According to figures released by the Home Office, 41% of terrorist suspects arrested last year were white, 11.9% were black and 36.2% were Asian. These facts contradict the stereotypical appearance of a terrorist as portrayed by the media.
Whilst American media is often criticised here in the UK for its branding of terrorist or reporting on events. White terrorist suspects are described as a ‘lone wolf’ or an individual with complex mental health issues and people of colour as terrorists acting out a non-western ideological agenda. However, these statistics suggest we need to strongly interrogate our own media portrayals.
The word ‘terrorism’ has been so strongly associated with groups such as ISIS and Al-Qaeda that it has been made almost synonymous with attacks on the west by the non-west. This generates a hugely racist assumption that terrorists aren’t white and that white terrorists are rare deranged individuals.
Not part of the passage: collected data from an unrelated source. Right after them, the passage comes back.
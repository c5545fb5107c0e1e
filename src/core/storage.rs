//! # Durable Storage
//!
//! A tiny string key-value store that survives restarts. Beacon only ever
//! writes one key (`app-theme`), but the store does not care.
//!
//! `FileStore` keeps all keys in one JSON object at `~/.beacon/storage.json`.
//! Writes use atomic rename (write `.tmp`, then `rename()`) so a crash never
//! leaves a half-written file behind.

use std::cell::RefCell;
use std::collections::BTreeMap;
use std::fmt;
use std::fs;
use std::io;
use std::path::{Path, PathBuf};

use log::{debug, warn};

#[derive(Debug)]
pub enum StorageError {
    Io(io::Error),
    Parse(serde_json::Error),
    /// The backing store cannot be used at all (no home directory, quota, ...).
    Unavailable(String),
}

impl fmt::Display for StorageError {
    fn fmt(&self, f: &mut fmt::Formatter<'_>) -> fmt::Result {
        match self {
            StorageError::Io(e) => write!(f, "storage I/O error: {e}"),
            StorageError::Parse(e) => write!(f, "storage parse error: {e}"),
            StorageError::Unavailable(msg) => write!(f, "storage unavailable: {msg}"),
        }
    }
}

impl std::error::Error for StorageError {}

pub trait KeyValueStore {
    fn get(&self, key: &str) -> Result<Option<String>, StorageError>;
    fn set(&self, key: &str, value: &str) -> Result<(), StorageError>;
}

/// Returns `~/.beacon/storage.json`.
pub fn default_storage_path() -> Option<PathBuf> {
    dirs::home_dir().map(|h| h.join(".beacon").join("storage.json"))
}

/// JSON-file backed store.
pub struct FileStore {
    path: PathBuf,
}

impl FileStore {
    pub fn open(path: impl Into<PathBuf>) -> Self {
        Self { path: path.into() }
    }

    pub fn path(&self) -> &Path {
        &self.path
    }

    fn load(&self) -> Result<BTreeMap<String, String>, StorageError> {
        match fs::read_to_string(&self.path) {
            Ok(json) => serde_json::from_str(&json).map_err(StorageError::Parse),
            Err(e) if e.kind() == io::ErrorKind::NotFound => Ok(BTreeMap::new()),
            Err(e) => Err(StorageError::Io(e)),
        }
    }

    fn save(&self, entries: &BTreeMap<String, String>) -> Result<(), StorageError> {
        if let Some(parent) = self.path.parent() {
            fs::create_dir_all(parent).map_err(StorageError::Io)?;
        }
        let tmp_path = self.path.with_extension("tmp");
        let json = serde_json::to_string_pretty(entries).map_err(StorageError::Parse)?;
        fs::write(&tmp_path, json).map_err(StorageError::Io)?;
        fs::rename(&tmp_path, &self.path).map_err(StorageError::Io)?;
        Ok(())
    }
}

impl KeyValueStore for FileStore {
    fn get(&self, key: &str) -> Result<Option<String>, StorageError> {
        Ok(self.load()?.get(key).cloned())
    }

    /// A corrupt file is replaced rather than blocking every later write.
    fn set(&self, key: &str, value: &str) -> Result<(), StorageError> {
        let mut entries = match self.load() {
            Ok(entries) => entries,
            Err(StorageError::Parse(e)) => {
                warn!("Discarding unreadable {}: {}", self.path.display(), e);
                BTreeMap::new()
            }
            Err(e) => return Err(e),
        };
        entries.insert(key.to_string(), value.to_string());
        self.save(&entries)?;
        debug!("Stored {}={} in {}", key, value, self.path.display());
        Ok(())
    }
}

/// In-memory store. Used when no storage path can be determined, and in tests.
#[derive(Default)]
pub struct MemoryStore {
    entries: RefCell<BTreeMap<String, String>>,
}

impl MemoryStore {
    pub fn new() -> Self {
        Self::default()
    }
}

impl KeyValueStore for MemoryStore {
    fn get(&self, key: &str) -> Result<Option<String>, StorageError> {
        Ok(self.entries.borrow().get(key).cloned())
    }

    fn set(&self, key: &str, value: &str) -> Result<(), StorageError> {
        self.entries
            .borrow_mut()
            .insert(key.to_string(), value.to_string());
        Ok(())
    }
}
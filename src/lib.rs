//! Beacon library exports for testing

pub mod core;
pub mod tui;

#[cfg(test)]
pub mod test_support;
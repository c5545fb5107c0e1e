//! # Dashboard Page
//!
//! Static stat cards, a device breakdown chart, and a recent-activity feed.

use log::info;
use ratatui::Frame;
use ratatui::layout::{Constraint, Layout, Rect};
use ratatui::style::{Color, Modifier, Style};
use ratatui::text::{Line, Span};
use ratatui::widgets::{Block, Gauge, Paragraph};

use crate::core::content::{DEVICE_BREAKDOWN, STATS, change_icon, chart_total, percentage};
use crate::core::lifecycle::{LifecycleError, LifecycleState};
use crate::tui::component::{Component, Lifecycle};
use crate::tui::components::Page;

const RECENT_ACTIVITY: &[(&str, &str)] = &[
    ("🆕", "New user registered (2 minutes ago)"),
    ("💳", "Payment received (15 minutes ago)"),
    ("📦", "Order shipped (1 hour ago)"),
];

#[derive(Default)]
pub struct DashboardPage {
    lifecycle: LifecycleState,
}

impl DashboardPage {
    pub fn new() -> Self {
        Self::default()
    }

    fn render_stats(&self, frame: &mut Frame, area: Rect) {
        let columns = Layout::horizontal(vec![Constraint::Ratio(1, STATS.len() as u32); STATS.len()])
            .split(area);

        for (stat, column) in STATS.iter().zip(columns.iter()) {
            let change_color = if stat.change >= 0.0 {
                Color::Green
            } else {
                Color::Red
            };
            let card = Paragraph::new(vec![
                Line::from(Span::styled(
                    stat.value,
                    Style::default().add_modifier(Modifier::BOLD),
                )),
                Line::from(Span::styled(
                    format!("{} {:+.1}%", change_icon(stat.change), stat.change),
                    Style::default().fg(change_color),
                )),
            ])
            .block(Block::bordered().title(format!(" {} {} ", stat.icon, stat.title)));
            frame.render_widget(card, *column);
        }
    }

    fn render_chart(&self, frame: &mut Frame, area: Rect) {
        let block = Block::bordered().title(" Devices ");
        let inner = block.inner(area);
        frame.render_widget(block, area);

        let total = chart_total(DEVICE_BREAKDOWN);
        let rows = Layout::vertical(vec![Constraint::Length(1); DEVICE_BREAKDOWN.len()])
            .split(inner);
        for (slice, row) in DEVICE_BREAKDOWN.iter().zip(rows.iter()) {
            let percent = percentage(slice.value, total).min(100) as u16;
            let gauge = Gauge::default()
                .percent(percent)
                .label(format!("{} {}%", slice.label, percent))
                .gauge_style(Style::default().fg(Color::Cyan));
            frame.render_widget(gauge, *row);
        }
    }

    fn render_activity(&self, frame: &mut Frame, area: Rect) {
        let lines: Vec<Line> = RECENT_ACTIVITY
            .iter()
            .map(|(icon, text)| Line::from(format!("{} {}", icon, text)))
            .collect();
        frame.render_widget(
            Paragraph::new(lines).block(Block::bordered().title(" Recent Activity ")),
            area,
        );
    }
}

impl Lifecycle for DashboardPage {
    fn start(&mut self) -> Result<(), LifecycleError> {
        self.lifecycle.activate()?;
        info!("Dashboard initialized");
        Ok(())
    }

    fn stop(&mut self) -> Result<(), LifecycleError> {
        self.lifecycle.deactivate()
    }
}

impl Page for DashboardPage {
    fn route(&self) -> &'static str {
        "/dashboard"
    }
}

impl Component for DashboardPage {
    fn render(&mut self, frame: &mut Frame, area: Rect) {
        let [header_area, stats_area, lower_area] = Layout::vertical([
            Constraint::Length(1),
            Constraint::Length(4),
            Constraint::Min(0),
        ])
        .areas(area);
        let [chart_area, activity_area] =
            Layout::horizontal([Constraint::Percentage(50), Constraint::Percentage(50)])
                .areas(lower_area);

        frame.render_widget(
            Span::styled(
                "Analytics Dashboard",
                Style::default().add_modifier(Modifier::BOLD),
            ),
            header_area,
        );
        self.render_stats(frame, stats_area);
        self.render_chart(frame, chart_area);
        self.render_activity(frame, activity_area);
    }
}
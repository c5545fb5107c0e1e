//! # Navbar Component
//!
//! The top navigation bar: menu items, a theme toggle, and a loading hint.
//!
//! ## Store Bindings
//!
//! ```text
//!   ThemeStore ──subscribe──┐
//!                           ├──► mirror (Rc<RefCell<NavbarMirror>>) ──► render
//!   NavigationStore ────────┘
//!        ▲      subscribe_route / subscribe_navigating
//!        │
//!        └── on_navigation_item_click / on_back / on_toggle_theme
//! ```
//!
//! The navbar never writes store state itself. It forwards user intent and
//! mirrors whatever the stores publish back.
//!
//! ## Lifecycle
//!
//! `start()` takes the menu snapshot and acquires three subscriptions (theme,
//! in-flight flag, route). `stop()` disposes all three; nothing the stores do
//! afterwards reaches this navbar.

use std::cell::RefCell;
use std::rc::Rc;

use futures::FutureExt;
use futures::future::LocalBoxFuture;
use log::{debug, info};
use ratatui::Frame;
use ratatui::layout::{Constraint, Layout, Rect};
use ratatui::style::{Modifier, Style};
use ratatui::text::{Line, Span};
use ratatui::widgets::{Block, Paragraph};

use crate::core::lifecycle::{LifecycleError, LifecycleState};
use crate::core::navigation::{NavigateOptions, NavigationError, NavigationItem, NavigationStore};
use crate::core::observable::Subscription;
use crate::core::theme::{Theme, ThemeStore};
use crate::tui::component::{Component, Lifecycle};
use crate::tui::palette::Palette;

/// Last values published by the stores.
#[derive(Debug, Clone, PartialEq, Eq)]
pub struct NavbarMirror {
    pub current_theme: Theme,
    pub is_navigating: bool,
    pub current_route: String,
}

impl Default for NavbarMirror {
    fn default() -> Self {
        Self {
            current_theme: Theme::Light,
            is_navigating: false,
            current_route: String::from("/"),
        }
    }
}

pub struct Navbar {
    theme: Rc<ThemeStore>,
    navigation: Rc<NavigationStore>,
    navigation_items: Vec<NavigationItem>,
    mirror: Rc<RefCell<NavbarMirror>>,
    subscriptions: Vec<Subscription>,
    lifecycle: LifecycleState,
    focused: usize,
}

impl Navbar {
    pub fn new(theme: Rc<ThemeStore>, navigation: Rc<NavigationStore>) -> Self {
        Self {
            theme,
            navigation,
            navigation_items: Vec::new(),
            mirror: Rc::new(RefCell::new(NavbarMirror::default())),
            subscriptions: Vec::new(),
            lifecycle: LifecycleState::default(),
            focused: 0,
        }
    }

    pub fn navigation_items(&self) -> &[NavigationItem] {
        &self.navigation_items
    }

    pub fn mirror(&self) -> NavbarMirror {
        self.mirror.borrow().clone()
    }

    pub fn current_theme(&self) -> Theme {
        self.mirror.borrow().current_theme
    }

    pub fn is_navigating(&self) -> bool {
        self.mirror.borrow().is_navigating
    }

    pub fn lifecycle(&self) -> LifecycleState {
        self.lifecycle
    }

    pub fn on_toggle_theme(&self) {
        self.theme.toggle_theme();
    }

    /// Navigate to `item`. The returned future owns everything it needs, so
    /// the caller may spawn it and keep handling input.
    pub fn on_navigation_item_click(
        &self,
        item: &NavigationItem,
    ) -> LocalBoxFuture<'static, Result<(), NavigationError>> {
        debug!("Navbar click: {}", item.path);
        let navigation = Rc::clone(&self.navigation);
        let path = item.path.clone();
        async move {
            navigation
                .navigate_to(&path, NavigateOptions::default())
                .await
        }
        .boxed_local()
    }

    pub fn on_back(&self) -> LocalBoxFuture<'static, Result<bool, NavigationError>> {
        let navigation = Rc::clone(&self.navigation);
        async move { navigation.go_back().await }.boxed_local()
    }

    pub fn is_route_active(&self, path: &str) -> bool {
        self.navigation.is_route_active(path)
    }

    /// Icon for the theme the toggle would switch to.
    pub fn theme_icon(&self) -> &'static str {
        match self.current_theme() {
            Theme::Dark => "☀️",
            Theme::Light => "🌙",
        }
    }

    pub fn theme_label(&self) -> &'static str {
        match self.current_theme() {
            Theme::Dark => "Light Mode",
            Theme::Light => "Dark Mode",
        }
    }

    /// Stable identity for list rendering: the item's path.
    pub fn track_by_path<'a>(&self, _index: usize, item: &'a NavigationItem) -> &'a str {
        &item.path
    }

    pub fn focused_index(&self) -> usize {
        self.focused
    }

    pub fn focused_item(&self) -> Option<&NavigationItem> {
        self.navigation_items.get(self.focused)
    }

    pub fn focus_next(&mut self) {
        if !self.navigation_items.is_empty() {
            self.focused = (self.focused + 1) % self.navigation_items.len();
        }
    }

    pub fn focus_previous(&mut self) {
        if !self.navigation_items.is_empty() {
            let len = self.navigation_items.len();
            self.focused = (self.focused + len - 1) % len;
        }
    }

    /// Focus the item at `index`. Returns false when there is no such item.
    pub fn focus(&mut self, index: usize) -> bool {
        if index < self.navigation_items.len() {
            self.focused = index;
            true
        } else {
            false
        }
    }

    fn item_spans(&self, mirror: &NavbarMirror, palette: &Palette) -> Vec<Span<'static>> {
        let mut spans = Vec::with_capacity(self.navigation_items.len() * 2);
        for (index, item) in self.navigation_items.iter().enumerate() {
            let text = match &item.icon {
                Some(icon) => format!(" {} {} ", icon, item.label),
                None => format!(" {} ", item.label),
            };

            let mut style = Style::default();
            if item.path == mirror.current_route {
                style = style.fg(palette.accent).add_modifier(Modifier::BOLD);
            }
            if index == self.focused {
                style = style.add_modifier(Modifier::REVERSED);
            }

            spans.push(Span::styled(text, style));
            spans.push(Span::raw(" "));
        }
        spans
    }
}

impl Lifecycle for Navbar {
    fn start(&mut self) -> Result<(), LifecycleError> {
        self.lifecycle.activate()?;
        self.navigation_items = self.navigation.navigation_items();

        let mirror = Rc::clone(&self.mirror);
        self.subscriptions.push(self.theme.subscribe(move |theme| {
            mirror.borrow_mut().current_theme = theme;
        }));

        let mirror = Rc::clone(&self.mirror);
        self.subscriptions
            .push(self.navigation.subscribe_navigating(move |navigating| {
                mirror.borrow_mut().is_navigating = navigating;
            }));

        let mirror = Rc::clone(&self.mirror);
        self.subscriptions
            .push(self.navigation.subscribe_route(move |route| {
                mirror.borrow_mut().current_route = route.to_string();
            }));

        if let Some(index) = self
            .navigation_items
            .iter()
            .position(|item| item.path == self.mirror.borrow().current_route)
        {
            self.focused = index;
        }

        info!("Navbar started with {} items", self.navigation_items.len());
        Ok(())
    }

    fn stop(&mut self) -> Result<(), LifecycleError> {
        self.lifecycle.deactivate()?;
        for mut subscription in self.subscriptions.drain(..) {
            subscription.dispose();
        }
        info!("Navbar stopped");
        Ok(())
    }
}

impl Component for Navbar {
    fn render(&mut self, frame: &mut Frame, area: Rect) {
        let mirror = self.mirror();
        let palette = Palette::for_theme(mirror.current_theme);

        let block = Block::bordered()
            .title(" 🔦 Beacon ")
            .border_style(Style::default().fg(palette.muted));
        let inner = block.inner(area);
        frame.render_widget(block, area);

        let mut toggle = Vec::new();
        if mirror.is_navigating {
            toggle.push(Span::styled(
                "Loading... ",
                Style::default()
                    .fg(palette.muted)
                    .add_modifier(Modifier::ITALIC),
            ));
        }
        toggle.push(Span::styled(
            format!("[{} {}]", self.theme_icon(), self.theme_label()),
            Style::default().fg(palette.accent),
        ));
        let toggle = Line::from(toggle);
        let toggle_width = toggle.width() as u16;

        let [items_area, toggle_area] =
            Layout::horizontal([Constraint::Min(0), Constraint::Length(toggle_width)])
                .areas(inner);

        frame.render_widget(
            Paragraph::new(Line::from(self.item_spans(&mirror, &palette))),
            items_area,
        );
        frame.render_widget(Paragraph::new(toggle), toggle_area);
    }
}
Whilst most of the white suspects arrested were not part of any group or organisation the sheer volume of these ‘lone wolves’ shows that they are a huge threat to society. The absence of a unified body makes the individuals seem less significant than a unified terrorist group but with the huge rise of western white nationalism, it has formed a huge group with its own ideologies and beliefs and with its own militant extremists. 14.8% of those arrested had extreme right-wing ideologies.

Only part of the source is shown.